#### ASSIGNED TASK
Pick out all lines with the word "SocketAddr" from the records that follow.

#### THE DATA
*-*-*
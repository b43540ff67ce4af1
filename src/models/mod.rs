mod api;
mod project;

pub use api::{
    CreateProjectRequest, HealthResponse, IdentityResponse, MessageResponse, ReadyResponse,
};
pub use project::{NewProject, Project};
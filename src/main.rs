use std::net::SocketAddr;
use std::process::ExitCode;
use std::sync::Arc;

use tokio::net::TcpListener;
use tracing::{error, info};
use tracing_subscriber::EnvFilter;

use cineforge_gateway::config::LogFormat;
use cineforge_gateway::{AppState, Config, MemoryStore, build_router, metrics, utils};

#[tokio::main]
async fn main() -> ExitCode {
    // So RUST_LOG and LOG_FORMAT from .env apply before config is loaded
    let _ = dotenvy::dotenv();
    init_tracing();

    info!(
        "Starting CineForge gateway v{}",
        env!("CARGO_PKG_VERSION")
    );

    match run().await {
        Ok(()) => ExitCode::from(exitcode::OK as u8),
        Err(exit_code) => ExitCode::from(exit_code as u8),
    }
}

/// Install the global subscriber. `RUST_LOG` filters, `LOG_FORMAT` picks the output.
fn init_tracing() {
    let filter = EnvFilter::try_from_default_env().unwrap_or_else(|_| EnvFilter::new("info"));
    let format = std::env::var("LOG_FORMAT")
        .ok()
        .and_then(|v| v.parse::<LogFormat>().ok())
        .unwrap_or_default();

    let builder = tracing_subscriber::fmt()
        .with_env_filter(filter)
        .with_target(true);

    match format {
        LogFormat::Json => builder.json().with_current_span(true).init(),
        LogFormat::Pretty => builder.with_thread_ids(true).init(),
    }
}

/// Run the application, returning an exit code on error.
async fn run() -> Result<(), exitcode::ExitCode> {
    let config = Config::from_env().map_err(|e| {
        error!("Configuration error: {e}");
        exitcode::CONFIG
    })?;
    info!(
        host = %config.host,
        port = %config.port,
        env = %config.app_env,
        "Configuration loaded"
    );

    if let Some(metrics_addr) = config.metrics_addr() {
        metrics::try_init_metrics(metrics_addr);
    }

    let addr: SocketAddr = config.server_addr().parse().map_err(|e| {
        error!("Invalid server address: {e}");
        exitcode::CONFIG
    })?;

    let state = AppState::new(Arc::new(MemoryStore::new()), config);
    let app = build_router(state.clone()).map_err(|e| {
        error!("Failed to build router: {e}");
        exitcode::CONFIG
    })?;

    let listener = TcpListener::bind(addr).await.map_err(|e| {
        error!("Failed to bind to {addr}: {e}");
        exitcode::UNAVAILABLE
    })?;

    info!("Server listening on http://{addr}");
    info!("API endpoints:");
    info!("  GET    /health          - Health check");
    info!("  GET    /ready           - Readiness check");
    info!("  GET    /me              - Current identity");
    info!("  GET    /projects        - List projects");
    info!("  POST   /projects        - Create project");
    info!("  GET    /projects/{{id}}   - Get project");
    info!("  DELETE /projects/{{id}}   - Delete project");

    // Peer addresses feed the rate limiter's client keys
    axum::serve(
        listener,
        app.into_make_service_with_connect_info::<SocketAddr>(),
    )
    .with_graceful_shutdown(utils::shutdown_signal())
    .await
    .map_err(|e| {
        error!("Server error: {e}");
        exitcode::SOFTWARE
    })?;

    info!("HTTP server stopped, releasing resources...");
    state.shutdown().await;

    info!("Server shutdown complete");
    Ok(())
}
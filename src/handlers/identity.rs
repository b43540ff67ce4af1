use axum::Json;
use tracing::instrument;

use crate::middleware::RequestIdentity;
use crate::models::IdentityResponse;

/// Return the caller's identity as established by the auth layer.
#[instrument(skip_all, fields(user_id = %identity.id))]
pub async fn me(identity: RequestIdentity) -> Json<IdentityResponse> {
    Json(IdentityResponse {
        expires_at: identity.claims.exp,
        claims: identity.claims.extra,
        id: identity.id,
    })
}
*-*-*
#### SOLUTION BELOW
use std::net::SocketAddr;
    let addr: SocketAddr = config.server_addr().parse().map_err(|e| {
        app.into_make_service_with_connect_info::<SocketAddr>(),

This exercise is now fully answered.